No último dia 7 de junho de 2017, o governo ilegítimo de Michel Temer desferiu um novo ataque à democracia e à gestão democrática das cidades, ao editar o decreto n. 9.076. Este decreto, que dispõe sobre a Conferência Nacional das Cidades, extingue competências do ConCidades, muda a composição do Conselho – excluindo os suplentes de sua estrutura – e ainda torna sem efeito todo o capítulo II, DA CONFERÊNCIA NACIONAL DAS CIDADES, do decreto que criou o Conselho (5.790 de 25 de maio de 2006).  
 
O decreto autoritário transfere atribuições do ConCidades ao Ministério, que agora passa a ter amplos poderes para editar novo regimento, convocar a Conferência, cuja periodicidade de realização foi alterada. 
 
Tal ato, antidemocrático, desrespeitoso e típico dos regimes autoritários desconsidera e destrói, na prática, o Conselho das Cidades.
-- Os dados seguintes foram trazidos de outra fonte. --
use crate::modules::reservations::adapters::outbound::event_records::EventRecordStore;
use crate::modules::reservations::adapters::outbound::intent_outbox::dispatch_intents;
use crate::modules::reservations::use_cases::errors::{ApplicationError, within_deadline};
use crate::modules::reservations::use_cases::release_seat::command::ReleaseSeat;
use crate::modules::reservations::use_cases::release_seat::decide::decide_released;
use crate::modules::reservations::use_cases::release_seat::decision::ReleaseOutcome;
use crate::shared::core::primitives::now_millis;
use crate::shared::infrastructure::intent_outbox::DomainOutbox;
use std::sync::Arc;
use std::time::Duration;

pub struct ReleaseSeatHandler<TStore, TOutbox>
where
    TStore: EventRecordStore + Send + Sync + 'static,
    TOutbox: DomainOutbox + Send + Sync + 'static,
{
    topic: String,
    store: Arc<TStore>,
    outbox: Arc<TOutbox>,
    timeout: Duration,
}

impl<TStore, TOutbox> ReleaseSeatHandler<TStore, TOutbox>
where
    TStore: EventRecordStore + Send + Sync + 'static,
    TOutbox: DomainOutbox + Send + Sync + 'static,
{
    pub fn new(
        topic: impl Into<String>,
        store: Arc<TStore>,
        outbox: Arc<TOutbox>,
        timeout: Duration,
    ) -> Self {
        Self {
            topic: topic.into(),
            store,
            outbox,
            timeout,
        }
    }

    pub async fn handle(&self, command: ReleaseSeat) -> Result<ReleaseOutcome, ApplicationError> {
        let removal = within_deadline(
            self.timeout,
            self.store.remove_member(&command.event_id, &command.user_id),
        )
        .await?;

        let Some(removal) = removal else {
            tracing::debug!(event_id = %command.event_id, "release for unknown event");
            return Ok(ReleaseOutcome::EventNotFound);
        };

        tracing::info!(
            event_id = %command.event_id,
            user_id = %command.user_id,
            revision = removal.record.revision,
            was_member = removal.was_member,
            "reservation released"
        );
        let intents = decide_released(&removal, &command.user_id, now_millis());
        if let Err(error) = dispatch_intents(&*self.outbox, &self.topic, intents).await {
            tracing::warn!(
                event_id = %command.event_id,
                user_id = %command.user_id,
                %error,
                "membership index sync failed"
            );
        }
        Ok(ReleaseOutcome::Released(removal.record.snapshot()))
    }
}

#[cfg(test)]
mod release_seat_handler_tests {
    use super::*;
    use crate::modules::reservations::adapters::outbound::event_records_in_memory::InMemoryEventRecordStore;
    use crate::modules::reservations::use_cases::reserve_seat::command::ReserveSeat;
    use crate::modules::reservations::use_cases::reserve_seat::handler::ReserveSeatHandler;
    use crate::shared::infrastructure::intent_outbox::in_memory::InMemoryDomainOutbox;
    use crate::tests::fixtures::records::event_record::EventRecordBuilder;
    use rstest::{fixture, rstest};

    const TOPIC: &str = "event-rosters";
    const EVENT: &str = "event-fixed-0001";
    const TIMEOUT: Duration = Duration::from_millis(500);

    type BeforeEachReturn = (Arc<InMemoryEventRecordStore>, Arc<InMemoryDomainOutbox>);

    #[fixture]
    async fn before_each() -> BeforeEachReturn {
        let store = InMemoryEventRecordStore::new();
        store
            .insert(EventRecordBuilder::new().capacity(3).roster(["a", "b"]).build())
            .await
            .expect("seed failed");
        (Arc::new(store), Arc::new(InMemoryDomainOutbox::new()))
    }

    fn attendees(outcome: &ReleaseOutcome) -> Vec<String> {
        match outcome {
            ReleaseOutcome::Released(snapshot) => snapshot.attendees.clone(),
            ReleaseOutcome::EventNotFound => panic!("expected Released"),
        }
    }

    #[rstest]
    #[tokio::test]
    async fn it_should_remove_exactly_that_member(#[future] before_each: BeforeEachReturn) {
        let (store, outbox) = before_each.await;
        let handler = ReleaseSeatHandler::new(TOPIC, store, outbox.clone(), TIMEOUT);

        let outcome = handler.handle(ReleaseSeat::new(EVENT, "a")).await.unwrap();

        assert_eq!(attendees(&outcome), vec!["b"]);
        let rows = outbox.drain(10).await.unwrap();
        assert_eq!(rows.len(), 1);
        assert_eq!(rows[0].event_type, "AttendeeReleased");
        assert_eq!(rows[0].payload["was_member"], true);
    }

    #[rstest]
    #[tokio::test]
    async fn it_should_succeed_for_a_non_member_and_leave_the_roster_unchanged(
        #[future] before_each: BeforeEachReturn,
    ) {
        let (store, outbox) = before_each.await;
        let handler = ReleaseSeatHandler::new(TOPIC, store, outbox, TIMEOUT);

        let outcome = handler.handle(ReleaseSeat::new(EVENT, "z")).await.unwrap();

        assert_eq!(attendees(&outcome), vec!["a", "b"]);
    }

    #[rstest]
    #[tokio::test]
    async fn it_should_report_an_unknown_event(#[future] before_each: BeforeEachReturn) {
        let (store, outbox) = before_each.await;
        let handler = ReleaseSeatHandler::new(TOPIC, store, outbox, TIMEOUT);

        let outcome = handler.handle(ReleaseSeat::new("missing", "a")).await.unwrap();
        assert_eq!(outcome, ReleaseOutcome::EventNotFound);
    }

    #[rstest]
    #[tokio::test]
    async fn it_should_round_trip_reserve_release_reserve(#[future] before_each: BeforeEachReturn) {
        let (store, outbox) = before_each.await;
        let reserve = ReserveSeatHandler::new(TOPIC, store.clone(), outbox.clone(), TIMEOUT, 0);
        let release = ReleaseSeatHandler::new(TOPIC, store.clone(), outbox, TIMEOUT);
        let before = store.find(&EVENT.into()).await.unwrap().unwrap().roster.len();

        assert!(reserve.handle(ReserveSeat::new(EVENT, "c")).await.unwrap().is_admitted());
        release.handle(ReleaseSeat::new(EVENT, "c")).await.unwrap();
        assert!(reserve.handle(ReserveSeat::new(EVENT, "c")).await.unwrap().is_admitted());
        release.handle(ReleaseSeat::new(EVENT, "c")).await.unwrap();

        let after = store.find(&EVENT.into()).await.unwrap().unwrap().roster.len();
        assert_eq!(before, after);
    }

    #[rstest]
    #[tokio::test]
    async fn it_should_fail_with_store_unavailable_when_the_store_is_offline() {
        let mut store = InMemoryEventRecordStore::new();
        store.toggle_offline();
        let handler = ReleaseSeatHandler::new(
            TOPIC,
            Arc::new(store),
            Arc::new(InMemoryDomainOutbox::new()),
            TIMEOUT,
        );

        let result = handler.handle(ReleaseSeat::new(EVENT, "a")).await;
        assert!(matches!(result, Err(ApplicationError::StoreUnavailable(_))));
    }
}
O Conselho era um órgão deliberativo e consultivo da estrutura do Ministério das Cidades, eleito democraticamente em Conferências e composto por entidades de diversos segmentos da sociedade civil e dos poderes Executivo e Legislativo de todas as esferas de governo.  
 
Neste governo, as práticas da gestão levaram à negação da participação social e a uma atrofia do Conselho. Entre essas práticas, vale citar o cancelamento sucessivo de reuniões de grupos de trabalho do Conselho, a suspensão de programas e convênios com entidades da sociedade civil (em especial os movimentos populares), o não envio da delegação do Conselho das Cidades para a terceira Conferência das Nações Unidas sobre Moradia e Desenvolvimento Urbano Sustentável (Habitat III), a não-convocação de nenhuma reunião do Conselho das Cidades em 2017 e o boicote às atividades da Coordenação Executiva da 6ª Conferência Nacional das Cidades. 
 
Por fim, o decreto n. 9.076 de 7 de junho de 2017 se soma a outras medidas autoritárias e danosas às cidades brasileiras, junto, por exemplo, da Medida Provisória 759/2006, que desconstrói a regularização fundiária e prejudica a população mais pobre.  
 
A AGB que, ao longo das últimas décadas, vem contribuindo com a gestão democrática das cidades, com a agenda da reforma urbana e com a luta pelo direito à cidade para todos e todas, tendo coletado assinaturas que deram origem aos artigos 182 e 183 da Constituição de 1988 e batalhado por sua regulamentação com o Estatuto da Cidade, repudia veementemente mais esse ataque à democracia e à participação popular no país e convoca mais uma vez os geógrafos e geógrafas à luta, cada vez mais necessária e urgente, em defesa da democracia em nosso país.